I wish to write a regex pattern to extract the address or location from a string of narration for the data of 350k records.
txn_add <- data.frame(NARRATION=c("$ $ $ +YBL PATAUDI CHOWK \ $",
"$ $ -ATM CASH 83181 + MAIN BHAWANA ROAD NEW DELHI $",
"$ $ [5839/P1TNDE06/+RAGHUBARPURA $",
"$ MAXIMUMOUTFITS PRIVATE LIMITED } $ ATDELHIIN- $ $ /5631 $",
"$ ATM CASH-N4077800-+SPRINGFIELDCOLONYFFAR IDABADHRIN-04/06/18 $ /5631 ( $ $ VERIFICATION $"))
I ran the following regex pattern:
gsub(".*[:|+]([^.]+)[$|\\|\\/].*", "\\1", txn_add$NARRATION)
And i got the output as :
[1] "YBL PATAUDI CHOWK "
[2] " MAIN BHAWANA ROAD NEW DELHI "
[3] "RAGHUBARPURA "
[4] "$ MAXIMUMOUTFITS PRIVATE LIMITED } $ ATDELHIIN- $ $ /5631 $"
[5] "SPRINGFIELDCOLONYFFAR IDABADHRIN-04/06/18 $ /5631 ( $ $ VERIFICATION "
This output is not correct as I have to implement some conditions: Address can start from :
1. '+'
2. '@'
3. ' AT '
4. ':'
5. <P|S><SBI><P|S> # EXACT TEXT PRECEEDED AND FOLLOWED BY PUNCTUATION OR SPACE
6. <NNN> FOLLOWED BY <P|S|A> # 3 NUMBERS FOLLOWED BY EITHER PUNCTUATION OR SPACE OR ALPHA
And End with :
1. -
2. /
3. $
4. \
5.<NNNNNNN> # Combination of numbers
CAN CONTAIN
Alphabets, numbers, dot (.), dash (-),space ( ), coma(,),underscore (_) brackets(()) at (@), hash (#) and(&) semi colon (;)

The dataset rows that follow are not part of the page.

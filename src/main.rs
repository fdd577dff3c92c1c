use anyhow::{anyhow, Context};
use clap::{Parser, Subcommand};
use morsesteg::{wav, MorseStego};
use std::io::Write;
use std::path::{Path, PathBuf};
use tracing_subscriber::{layer::SubscriberExt, util::SubscriberInitExt, EnvFilter};

/// morsesteg - Morse Code Audio Steganography
///
/// Hides a text message in the least-significant bits of a 16-bit PCM WAV file,
/// encoded as Morse timing.
#[derive(Parser)]
#[command(name = "morsesteg")]
#[command(version)]
#[command(about = "Morse Code Audio Steganography Tool", long_about = None)]
struct Cli {
    /// Enable debug logging (overrides RUST_LOG)
    #[arg(short, long, global = true)]
    verbose: bool,

    /// Only print the result
    #[arg(short, long, global = true)]
    quiet: bool,

    #[command(subcommand)]
    command: Commands,
}

#[derive(Subcommand)]
enum Commands {
    /// Embed a text message into a WAV file
    Encode {
        /// Path to original WAV file
        input_wav: PathBuf,

        /// Text message to embed
        message: String,

        /// Path to output stego WAV file
        output_wav: PathBuf,

        /// Fail instead of dropping characters that have no Morse symbol
        #[arg(long)]
        strict: bool,
    },
    /// Extract hidden message from a stego WAV file
    Decode {
        /// Path to stego WAV file
        stego_wav: PathBuf,
    },
    /// Show WAV capacity information
    Info {
        /// WAV file path
        carrier_wav: PathBuf,

        /// Check whether this message would fit
        #[arg(short, long)]
        message: Option<String>,
    },
}

fn init_tracing(verbose: bool) {
    let filter = if verbose {
        EnvFilter::new("morsesteg=debug")
    } else {
        EnvFilter::try_from_default_env().unwrap_or_else(|_| EnvFilter::new("morsesteg=warn"))
    };
    tracing_subscriber::registry()
        .with(filter)
        .with(tracing_subscriber::fmt::layer().with_writer(std::io::stderr))
        .init();
}

/// WAV is the only lossless container supported for output
fn validate_wav_output(path: &Path) -> anyhow::Result<()> {
    let Some(ext) = path.extension() else {
        return Err(anyhow!("Output file must have a .wav extension"));
    };
    match ext.to_string_lossy().to_lowercase().as_str() {
        "wav" | "wave" => Ok(()),
        "mp3" | "ogg" | "opus" | "aac" | "m4a" => Err(anyhow!(
            "'{}' is a lossy format and would destroy hidden data; use .wav",
            path.display()
        )),
        other => {
            eprintln!("[!] Warning: unknown extension '.{}', a WAV file will be written", other);
            Ok(())
        }
    }
}

/// Prints a single updating percentage line on stderr
fn progress_printer(label: &'static str) -> impl FnMut(u8) {
    move |percent| {
        let mut err = std::io::stderr();
        let _ = write!(err, "\r[*] {}... {:3}%", label, percent);
        if percent == 100 {
            let _ = writeln!(err);
        }
        let _ = err.flush();
    }
}

fn run(cli: Cli) -> anyhow::Result<()> {
    let status = |line: String| {
        if !cli.quiet {
            println!("{}", line);
        }
    };

    match cli.command {
        Commands::Encode {
            input_wav,
            message,
            output_wav,
            strict,
        } => {
            validate_wav_output(&output_wav)?;

            let engine = if strict { MorseStego::strict() } else { MorseStego::new() };
            if !strict {
                let dropped = morsesteg::morse::unsupported_characters(&message);
                if !dropped.is_empty() && !cli.quiet {
                    eprintln!("[!] Warning: these characters have no Morse symbol and will be dropped: {:?}", dropped);
                }
            }

            status(format!("[*] Loading carrier: {}", input_wav.display()));
            status(format!(
                "[*] Message needs {} bits",
                MorseStego::required_bits(&message)
            ));

            let mut printer = progress_printer("Embedding");
            let progress: Option<morsesteg::ProgressFn<'_>> =
                if cli.quiet { None } else { Some(&mut printer) };
            engine
                .embed_message(&input_wav, &message, &output_wav, progress)
                .with_context(|| format!("failed to embed into {}", input_wav.display()))?;

            println!("[✓] Message embedded into {}", output_wav.display());
        }

        Commands::Decode { stego_wav } => {
            status(format!("[*] Loading stego file: {}", stego_wav.display()));

            let mut printer = progress_printer("Extracting");
            let progress: Option<morsesteg::ProgressFn<'_>> =
                if cli.quiet { None } else { Some(&mut printer) };
            let message = MorseStego::new().extract_message(&stego_wav, progress)?;

            println!("[✓] Decoded Message: {}", message);
        }

        Commands::Info {
            carrier_wav,
            message,
        } => {
            let info = wav::probe(&carrier_wav)?;

            println!("File:        {}", carrier_wav.display());
            println!("Channels:    {}", info.channels);
            println!("Sample rate: {} Hz", info.sample_rate);
            println!("Duration:    {:.2} s", info.duration_secs());
            println!("Capacity:    {} bits", info.samples);

            if let Some(message) = message {
                let required = MorseStego::required_bits(&message);
                let verdict = if required <= info.samples { "fits" } else { "does NOT fit" };
                println!("Message:     {} bits ({})", required, verdict);
            }
        }
    }

    Ok(())
}

fn main() {
    let cli = Cli::parse();
    init_tracing(cli.verbose);

    if let Err(e) = run(cli) {
        eprintln!("[✗] Error: {:#}", e);
        std::process::exit(1);
    }
}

This is to extract the address from the transaction & Desired Output will be:
[1] "YBL PATAUDI CHOWK"
[2] "MAIN BHAWANA ROAD NEW DELHI "
[3] "RAGHUBARPURA "
[4] "DELHIIN"
[5] "SPRINGFIELDCOLONYFFAR IDABADHRIN"
I am not able to get the desired output. What can I try next?